Replacing a mutated p53 gene with a wild-type (normal) p53 gene is a potential approach to head and neck cancer treatment. This approach is limited by the lack of mutated p53 in many tumors and also by the current limitations of vector technology in delivering the gene. In a study of 17 patients with advanced recurrent or refractory unresectable head and neck cancer, treatment with delivery of the p53 gene using an adenoviral vector found only 2 patients with tumor regression of more than 50%.[97] An additional 17 patients with resectable disease were treated, and 2 remained disease-free for longer than 2 years.

ONYX-015 is an adenovirus from which the E1B region has been deleted. E1B inactivates p53, thereby allowing virus replication. Consequently, ONYX-015 should be able to replicate only in cells lacking functional p53 and thus potentially target cancer cells. Some conflicting data have emerged regarding the specificity of ONYX-015, although its proponents claim that the most stringent tests, ie, those comparing cell lines differing only in p53 status,validate the efficacy of ONYX-015.[98]

ONYX-015 was intratumorally injected in 22 patients with recurrent refractory head and neck cancer that had abnormal p53 immunochemistry.[99] A partial response was seen in 3 patients, and 2 had a minor response. A study involving 40 patients showed a partial response in 14%.[100] In another report, ONYX-015 was given in combination with cisplatin and 5-fluorouracil to treat 37 patients with recurrent head and neck cancer.[101] A partial response was seen in 15 patients. However, this was not a randomized trial, and it is not possible to conclude the true efficacy of ONYX-015 and chemotherapy combinations.

Head and neck cancer commonly has reduced MHC expression. MHC antigens can incite a vigorous immune response. A potential application in treating head and neck cancer is the use of gene therapy to deliver a class I MHC. If the MHC is human but foreign to the patient, it can induce an antitumor response either by presenting tumor antigens or by itself being an antigen. Allovectin-7 is a gene therapy product that uses a liposomal vector and encodes the class I MHC HLA-B7. A study of recurrent, advanced, unresectable head and neck cancer included 18 patients, all of whom were HLA-B7-negative. Patients received intratumoral injection of a gene transfer product (Allovectin-7), which resulted in complete or partial response in 4 patients.[102] A multi-institutional study, also of advanced unresectable head and neck cancer, included 60 patients who were HLA-B7-negative. After the first cycle of treatment, 23 patients had stable disease or a partial response and proceeded to the second cycle.
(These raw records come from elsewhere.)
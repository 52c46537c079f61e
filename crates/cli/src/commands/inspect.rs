// Copyright (c) 2025 Varshith Gudur. Licensed under AGPLv3.
use comfy_table::presets::UTF8_FULL;
use comfy_table::{ContentArrangement, Table};
use std::collections::BTreeMap;
use std::path::Path;

use hidra_controller::snapshot::decode::read_header;
use hidra_node::journal::read_journal;

/// Summarizes a journal and, optionally, a snapshot without replaying anything.
pub fn run(journal_path: &Path, snapshot_path: Option<&Path>) -> anyhow::Result<()> {
    let contents = read_journal(journal_path)?;

    let mut per_command: BTreeMap<&'static str, usize> = BTreeMap::new();
    for entry in &contents.entries {
        *per_command.entry(entry.command.name()).or_insert(0) += 1;
    }

    let mut table = Table::new();
    table
        .load_preset(UTF8_FULL)
        .set_content_arrangement(ContentArrangement::Dynamic)
        .set_header(vec!["Component", "Status", "Details"]);

    table.add_row(vec![
        "Journal".to_string(),
        if contents.torn_tail > 0 { "TORN TAIL" } else { "OK" }.to_string(),
        format!(
            "{} entries, {} bytes valid, {} bytes torn",
            contents.entries.len(),
            contents.valid_len,
            contents.torn_tail
        ),
    ]);
    for (name, count) in &per_command {
        table.add_row(vec![format!("  {}", name), String::new(), count.to_string()]);
    }

    if let Some(path) = snapshot_path {
        let bytes = std::fs::read(path)?;
        let row = match read_header(&bytes) {
            Ok(header) => {
                let status = if header.version <= contents.entries.len() as u64 { "OK" } else { "AHEAD OF JOURNAL" };
                vec![
                    "Snapshot".to_string(),
                    status.to_string(),
                    format!("format {}, v{}, {} byte body", header.format, header.version, header.body_len),
                ]
            }
            Err(e) => vec!["Snapshot".to_string(), "INVALID".to_string(), e.to_string()],
        };
        table.add_row(row);
    }

    println!("\nHidra Inspection\n");
    println!("{table}\n");
    Ok(())
}
//! Error types.

use crate::types::address::AddressError;
use crate::types::enums::{Action, Entity};
use thiserror::Error;

#[derive(Error, Debug, Clone, PartialEq, Eq)]
pub enum ControllerError {
    /// Referenced application, event or node does not exist.
    #[error("{0} not found")]
    NotFound(Entity),
    /// Caller already replied to / voted on this event.
    #[error("already {0}")]
    AlreadyDone(Action),
    /// Operation is not allowed in the event's current state.
    #[error("invalid state: {0}")]
    InvalidState(String),
    /// Malformed command arguments.
    #[error("invalid input: {0}")]
    InvalidInput(String),
    /// Snapshot or journal bytes could not be decoded.
    #[error("corrupted data: {0}")]
    Corrupted(String),
}

impl From<AddressError> for ControllerError {
    fn from(e: AddressError) -> Self {
        ControllerError::InvalidInput(e.to_string())
    }
}

pub type ControllerResult<T> = core::result::Result<T, ControllerError>;
pub type Result<T> = ControllerResult<T>;
// Copyright (c) 2025 Varshith Gudur. Licensed under AGPLv3.
//! Node registry.

use serde::{Deserialize, Serialize};
use std::collections::BTreeMap;

use crate::types::{Address, Version};

#[derive(Clone, Debug, PartialEq, Eq, Serialize, Deserialize)]
pub struct Node {
    pub address: Address,
    /// Capability tag the node registered under.
    pub spec: String,
    /// Running sum of the scores peers assigned to this node.
    pub reputation_score: i64,
    pub registered_at: Version,
}

#[derive(Clone, Debug, Default, PartialEq, Eq, Serialize, Deserialize)]
pub struct NodeRegistry {
    nodes: BTreeMap<Address, Node>,
}

impl NodeRegistry {
    pub fn new() -> Self {
        Self::default()
    }

    /// Registers `address` under `spec`. Re-registration replaces the tag and keeps
    /// reputation and registration time. Returns `true` when the node is new.
    pub fn register(&mut self, address: Address, spec: String, at: Version) -> bool {
        match self.nodes.get_mut(&address) {
            Some(node) => {
                node.spec = spec;
                false
            }
            None => {
                self.nodes.insert(
                    address,
                    Node {
                        address,
                        spec,
                        reputation_score: 0,
                        registered_at: at,
                    },
                );
                true
            }
        }
    }

    pub fn get(&self, address: &Address) -> Option<&Node> {
        self.nodes.get(address)
    }

    pub fn contains(&self, address: &Address) -> bool {
        self.nodes.contains_key(address)
    }

    pub fn len(&self) -> usize {
        self.nodes.len()
    }

    pub fn is_empty(&self) -> bool {
        self.nodes.is_empty()
    }

    /// Nodes in address order.
    pub fn iter(&self) -> impl Iterator<Item = &Node> {
        self.nodes.values()
    }

    pub fn with_spec<'a>(&'a self, spec: &'a str) -> impl Iterator<Item = &'a Node> + 'a {
        self.nodes.values().filter(move |n| n.spec == spec)
    }

    /// Adds `delta` to a registered node's reputation. Unknown addresses are ignored.
    pub(crate) fn adjust_reputation(&mut self, address: &Address, delta: i64) -> bool {
        match self.nodes.get_mut(address) {
            Some(node) => {
                node.reputation_score = node.reputation_score.saturating_add(delta);
                true
            }
            None => false,
        }
    }
}

#[cfg(test)]
mod tests {
    use super::*;

    #[test]
    fn reregistration_overwrites_spec_only() {
        let mut reg = NodeRegistry::new();
        let a = Address::from_low_u64(1);
        assert!(reg.register(a, "SPECS".into(), Version(1)));
        reg.adjust_reputation(&a, 5);
        assert!(!reg.register(a, "GPU".into(), Version(2)));

        let node = reg.get(&a).unwrap();
        assert_eq!(node.spec, "GPU");
        assert_eq!(node.reputation_score, 5);
        assert_eq!(node.registered_at, Version(1));
        assert_eq!(reg.len(), 1);
    }

    #[test]
    fn reputation_of_unknown_address_is_ignored() {
        let mut reg = NodeRegistry::new();
        assert!(!reg.adjust_reputation(&Address::from_low_u64(9), 1));
        assert!(reg.is_empty());
    }
}
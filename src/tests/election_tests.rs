// Copyright (c) 2025 Varshith Gudur. Licensed under AGPLv3.
use super::registered;
use crate::protocol::election::quorum;
use crate::types::{Address, ApplicationId, EventState};

#[test]
fn quorum_votes_elect_and_solve_exactly_once() {
    for n in 1..=7u64 {
        let (mut state, nodes) = registered(n);
        let ev = state.send_event(nodes[0], "EVENT", ApplicationId(1)).unwrap();
        let cand = Address::from_low_u64(1000);
        let needed = quorum(n as usize);

        for (i, voter) in nodes.iter().take(needed).enumerate() {
            assert_eq!(state.elected_solver(ev).unwrap(), None, "n={} before vote {}", n, i);
            state.vote_solver(*voter, ev, cand).unwrap();
        }
        assert_eq!(state.elected_solver(ev).unwrap(), Some(cand), "n={}", n);

        state.solve_event(nodes[0], ev).unwrap();
        assert_eq!(state.event_state(ev).unwrap(), EventState::Solved);
        assert!(state.solve_event(nodes[0], ev).is_err());
    }
}

#[test]
fn late_registrations_raise_the_bar() {
    let (mut state, nodes) = registered(3);
    let ev = state.send_event(nodes[0], "EVENT", ApplicationId(1)).unwrap();
    let cand = Address::from_low_u64(1000);
    state.vote_solver(nodes[0], ev, cand).unwrap();

    // Two more nodes: 5 registered, quorum is now 3.
    for i in 10..12 {
        state.register_node(Address::from_low_u64(i), "SPECS").unwrap();
    }
    state.vote_solver(nodes[1], ev, cand).unwrap();
    assert_eq!(state.elected_solver(ev).unwrap(), None);
    state.vote_solver(nodes[2], ev, cand).unwrap();
    assert_eq!(state.elected_solver(ev).unwrap(), Some(cand));
}

#[test]
fn tally_reports_every_candidate() {
    let (mut state, nodes) = registered(5);
    let ev = state.send_event(nodes[0], "EVENT", ApplicationId(1)).unwrap();
    let (x, y) = (Address::from_low_u64(500), Address::from_low_u64(600));
    state.vote_solver(nodes[0], ev, y).unwrap();
    state.vote_solver(nodes[1], ev, x).unwrap();
    state.vote_solver(nodes[2], ev, y).unwrap();

    assert_eq!(state.tally(ev).unwrap(), vec![(y, 2), (x, 1)]);
    assert_eq!(state.elected_solver(ev).unwrap(), None);
}
// Copyright (c) 2025 Varshith Gudur. Licensed under AGPLv3.
//! Application registry.

use serde::{Deserialize, Serialize};
use std::collections::BTreeMap;

use crate::types::{Address, ApplicationId, Version};

#[derive(Clone, Debug, PartialEq, Eq, Serialize, Deserialize)]
pub struct Application {
    pub id: ApplicationId,
    /// Opaque, caller-encoded application metadata.
    pub info: String,
    pub required_specs: Vec<String>,
    /// When false, replies to one event may not disagree on the score of a target.
    pub multi_reply_allowed: bool,
    pub owner: Address,
    pub created_at: Version,
}

impl Application {
    pub fn requires_spec(&self, spec: &str) -> bool {
        self.required_specs.iter().any(|s| s == spec)
    }
}

#[derive(Clone, Debug, Default, PartialEq, Eq, Serialize, Deserialize)]
pub struct ApplicationRegistry {
    applications: BTreeMap<ApplicationId, Application>,
    last_id: u64,
}

impl ApplicationRegistry {
    pub fn new() -> Self {
        Self::default()
    }

    /// Id the next registration will receive. Ids are dense and start at 1.
    pub fn next_id(&self) -> ApplicationId {
        ApplicationId(self.last_id + 1)
    }

    pub fn register(
        &mut self,
        info: String,
        required_specs: Vec<String>,
        multi_reply_allowed: bool,
        owner: Address,
        at: Version,
    ) -> ApplicationId {
        let id = self.next_id();
        self.last_id = id.0;
        self.applications.insert(
            id,
            Application {
                id,
                info,
                required_specs,
                multi_reply_allowed,
                owner,
                created_at: at,
            },
        );
        id
    }

    pub fn get(&self, id: ApplicationId) -> Option<&Application> {
        self.applications.get(&id)
    }

    pub fn contains(&self, id: ApplicationId) -> bool {
        self.applications.contains_key(&id)
    }

    pub fn len(&self) -> usize {
        self.applications.len()
    }

    pub fn is_empty(&self) -> bool {
        self.applications.is_empty()
    }

    pub fn iter(&self) -> impl Iterator<Item = &Application> {
        self.applications.values()
    }
}
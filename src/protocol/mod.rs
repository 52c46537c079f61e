// Copyright (c) 2025 Varshith Gudur. Licensed under AGPLv3.
//! Event resolution protocol.
//!
//! Each submodule owns one step of an event's life. `check_*` functions validate without
//! touching state; the matching `record_*` / `resolve` functions are infallible and are only
//! called by the controller after the check passed, so a rejected command never leaves
//! partial writes behind.

pub mod event_store;
pub mod replies;
pub mod reputation;
pub mod election;
pub mod resolver;

pub use event_store::{Event, EventStore};
pub use replies::Reply;
pub use reputation::Standing;
pub use resolver::Resolution;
After the second cycle and 16 weeks after the initiation of gene therapy, 6 patients had stable disease, 4 had a partial response, and 1 had a complete response.[103]

The tumor suppressor genes p16, p21, and Rb are frequently mutated in head and neck cancer and therefore are potential gene therapy targets. Studies in animal models support the potential for these genes in head and neck cancer therapy,[104,105] but the application of vector technology is currently limited, as seen with p53 gene therapy.